7 Eylül 2010 Salı

İki Yabancı / Türkiye 3-2 Belçika

İlk yarıda oynadığımız futbol ile ikinci yarıda oynadığımız futbol birbirine oldukça yabancı kaldı. İlk yarıda kontrollü oynamaya çalışan, 1-0 olsun bizim olsun felsefesinde bir yapı, ikinci yarıda ise iş sıkışınca hücumu hatırlayan ve mücadele gücünü arttıran bir yapı. Yani iki farklı karakter izledik ama bu dönemde 2'de 2 yaparak Belçika gibi bir rakibe altı puan fark yapmakta önemliydi. Aslında Almanya ve Türkiye deplasmanında sıfır çekilmesi pek sürpriz olmaz ama ardı ardına gelmesi psikolojik bir eşiği beraberinde getirir. Ekim ayında da oynayacak maçlarda alınacak bir beraberlik Belçika'yı devre dışı bile bırakabilir. Hatırlayın geçtiğimiz Dünya Kupası elemelerinde İspanya ile oynanan maçlardan sıfır puan çekmiştik, aslında çok sürpriz sayılmazdı ama ardı ardına gelmesi ve kritik bir evrede oluşu Türkiye'nin belini büken unsur olmuştu. İşte bu açıdan da bakınca galibiyetin önemi bir kat daha artıyor.
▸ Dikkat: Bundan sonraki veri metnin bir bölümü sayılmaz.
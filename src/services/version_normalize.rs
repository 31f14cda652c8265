//! Version-string normalization and the single source of truth for
//! "is there an update" (spec.md §4.1).

/// `v => lower(trim(stripLeadingV(v)))`.
pub fn normalize(v: &str) -> String {
    let mut stripped = v.trim();
    while let Some(rest) = stripped.strip_prefix(['v', 'V']) {
        stripped = rest;
    }
    stripped.trim().to_lowercase()
}

/// Single source of truth for "is there an update" (spec.md §4.1):
/// - both sides have digests → compare digests exactly.
/// - otherwise → compare normalized versions; equal ⇒ no update, unequal
///   and both non-empty ⇒ update, otherwise ⇒ no update.
pub fn has_update(
    current_digest: Option<&str>,
    current_version: Option<&str>,
    latest_digest: Option<&str>,
    latest_version: Option<&str>,
) -> bool {
    if let (Some(current), Some(latest)) = (current_digest, latest_digest) {
        return current != latest;
    }

    match (current_version, latest_version) {
        (Some(a), Some(b)) if !a.is_empty() && !b.is_empty() => normalize(a) != normalize(b),
        _ => false,
    }
}

#[cfg(test)]
mod tests {
    use super::*;

    #[test]
    fn normalize_is_idempotent() {
        for v in ["v1.2.3", "V1.2.3", " 1.2.3 ", "1.2.3"] {
            let once = normalize(v);
            assert_eq!(normalize(&once), once);
        }
    }

    #[test]
    fn normalize_treats_v_prefix_case_and_whitespace_as_equal() {
        let expected = "1.2.3";
        assert_eq!(normalize("v1.2.3"), expected);
        assert_eq!(normalize("V1.2.3"), expected);
        assert_eq!(normalize(" 1.2.3 "), expected);
    }

    #[test]
    fn digest_equality_means_no_update_regardless_of_tag() {
        assert!(!has_update(Some("sha256:aaa"), Some("v1.0.0"), Some("sha256:aaa"), Some("v2.0.0")));
    }

    #[test]
    fn digest_inequality_means_update() {
        assert!(has_update(Some("sha256:aaa"), None, Some("sha256:bbb"), None));
    }

    #[test]
    fn falls_back_to_normalized_tag_equality_without_digests() {
        assert!(!has_update(None, Some("v1.2.3"), None, Some("1.2.3")));
        assert!(has_update(None, Some("v1.2.3"), None, Some("1.2.4")));
    }

    #[test]
    fn missing_version_on_either_side_means_no_update() {
        assert!(!has_update(None, None, None, Some("1.2.3")));
        assert!(!has_update(None, Some("1.2.3"), None, None));
    }

    proptest::proptest! {
        #[test]
        fn normalize_idempotence_property(v in "[a-zA-Z0-9 .\\-]{0,20}") {
            let once = normalize(&v);
            proptest::prop_assert_eq!(normalize(&once).clone(), once);
        }
    }
}
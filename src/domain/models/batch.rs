use chrono::{DateTime, Utc};
use serde::{Deserialize, Serialize};
use uuid::Uuid;

/// The two independent periodic sweeps the Batch Job Runner executes
/// (spec.md §4.8).
#[derive(Debug, Clone, Copy, PartialEq, Eq, Hash, Serialize, Deserialize)]
#[serde(rename_all = "kebab-case")]
pub enum JobKind {
    RegistrySweep,
    TrackedAppSweep,
}

impl JobKind {
    pub fn as_str(self) -> &'static str {
        match self {
            Self::RegistrySweep => "registry-sweep",
            Self::TrackedAppSweep => "tracked-app-sweep",
        }
    }
}

impl std::str::FromStr for JobKind {
    type Err = String;

    fn from_str(s: &str) -> Result<Self, Self::Err> {
        match s {
            "registry-sweep" => Ok(Self::RegistrySweep),
            "tracked-app-sweep" => Ok(Self::TrackedAppSweep),
            other => Err(format!("unknown job kind: {other}")),
        }
    }
}

#[derive(Debug, Clone, Copy, PartialEq, Eq, Serialize, Deserialize)]
#[serde(rename_all = "snake_case")]
pub enum BatchRunStatus {
    Running,
    Completed,
    Failed,
}

impl BatchRunStatus {
    pub fn as_str(self) -> &'static str {
        match self {
            Self::Running => "running",
            Self::Completed => "completed",
            Self::Failed => "failed",
        }
    }
}

impl std::str::FromStr for BatchRunStatus {
    type Err = String;

    fn from_str(s: &str) -> Result<Self, Self::Err> {
        match s {
            "running" => Ok(Self::Running),
            "completed" => Ok(Self::Completed),
            "failed" => Ok(Self::Failed),
            other => Err(format!("unknown batch run status: {other}")),
        }
    }
}

/// One execution of a sweep job, covering all targets for all users
/// (sweeps are global, not per-user, per spec.md §3 invariant: at most
/// one `running` BatchRun per `jobKind`).
#[derive(Debug, Clone, Serialize, Deserialize)]
pub struct BatchRun {
    pub id: Uuid,
    pub job_kind: JobKind,
    pub status: BatchRunStatus,
    pub started_at: DateTime<Utc>,
    pub completed_at: Option<DateTime<Utc>>,
    pub duration_ms: Option<i64>,
    pub containers_checked: u32,
    pub containers_updated: u32,
    pub error_message: Option<String>,
    pub is_manual: bool,
    pub logs: String,
}

impl BatchRun {
    pub fn start(job_kind: JobKind, is_manual: bool) -> Self {
        Self {
            id: Uuid::new_v4(),
            job_kind,
            status: BatchRunStatus::Running,
            started_at: Utc::now(),
            completed_at: None,
            duration_ms: None,
            containers_checked: 0,
            containers_updated: 0,
            error_message: None,
            is_manual,
            logs: String::new(),
        }
    }
}

/// Per-`(user, jobKind)` schedule configuration for the Batch Job Runner.
#[derive(Debug, Clone, Serialize, Deserialize)]
pub struct BatchJobConfig {
    pub user_id: i64,
    pub job_kind: JobKind,
    pub enabled: bool,
    pub interval_minutes: u32,
    pub log_level: String,
}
Üstelik Türkiye'nin bu tip eleme maçlarında üst üste iki maç kazanması pek görülmezdi, yani her açıdan çok mühim bir galibiyet oldu.

Arda Turan Faktörü

Bu futbolcu kendini futbola odakladığında gerçekten çok önemli bir isim. Özellikle de havasından mı bilmiyorum ama Milli Takım'da çok daha farklı. Onun hücumda olması, size her an bir umut veriyor ve Arda ilerde mutlaka birşeyler yapabilir diyorsunuz. İlk yarıda kontrollü oynamaya çalışan ve hücumda verimlilik olarak çok uzaklarda olan Türkiye'de bireysel yetenekleriyle takımı ayakta tutmayı başardı ama çok yalnız kaldı. Geriden gelen İsmail Köybaşı ile iyi bir uyum yakalamasına rağmen beklediği desteği sistem gereği göremedi. Tuncay ileride tek başına kaldı ve sağ kanattan da beklenen akınlar gelmeyince Arda olabildiği kadar takımı ayakta tuttu. İkinci yarıda ise Semih'in oyuna girmesi ve taşların yerine oturması Arda'yı da rahatlatarak daha da serbest futbolcu gibi oynamasını sağladı ve hücum organizasyonları düzene girdi. Tabii Arda serbest futbolcu gibi oynayabildiyse, İsmail Köybaşı'nın da hakkını verelim çünkü sol tarafı tek başına parselledi. Heyecanlıydı, bazen kontrolsüzdü ayrı konu ama büyük potansiyel olduğunu belirtelim. Umarım Beşiktaş'ta bu futbolcunun üzerine düşer. Ayrıca Arda'nın attığı golde şans payı da büyük ama şansı kovalamak çok önemli.

Yerine Oturan Taşlar

Kazakistan maçının aksine daha kontrollü bir Milli Takım izledik. Bu açıdan Belçika'nın ekmeğine yağ sürdüğümüzü düşünüyorum. İlk yarıda top bizim ayağımızdaydı, tempoyu da belirleyen bizdik ama pozisyon yaratamamak ve duran top hastalığı derken 1-0 geriye düştük. Selçuk İnan, Emre Belözoğlu, Aurelio ile beraber oyuna hakim olduk ama işler beklediğimiz gibi gitmedi. İkinci yarıda ise Selçuk İnan & Semih değişikliği Tuncay'ı ikinci forvet pozisyonuna, Hamit Altıntop'u daha da sağ çizgiye yöneltti ve Arda da bu sayede yardım almaya başladı. Van Buyten ve Kompany'nin de sarı kartlı oynamaları derken daha agresif bir Türkiye izledik ve rakip savunma üzerinde inanılmaz bir baskı oluştu. Bunun sonucunda da Kompany'nin yediği kırmızı kartla beraber iyice rahatladık. Ama duran toplar büyük hastalık, çok hatalı işler yapıyoruz. Asla hata beklemediğimiz Onur Recep Kıvrak'ın bile duran topta hatalı çıkışı ortada. Takım halinde bu konuda iyi organize olamıyoruz, umarım önümüzdeki dönemde bu hastalık giderilir. Böylesine rahat geçmesini beklediğimiz anlarda bile sıkıntı yaşamak bizim karakterimiz oldu. Son olarak yerine oturan taşlar dedik ama Tuncay & Selçuk Şahin değişikliği de bir o kadar kötüydü çünkü rakibi üzerimize çektik, savunmaya gömüldük ve sakat sakat oyuna giren Hazard az daha bizlere kötü anlar yaşatacaktı.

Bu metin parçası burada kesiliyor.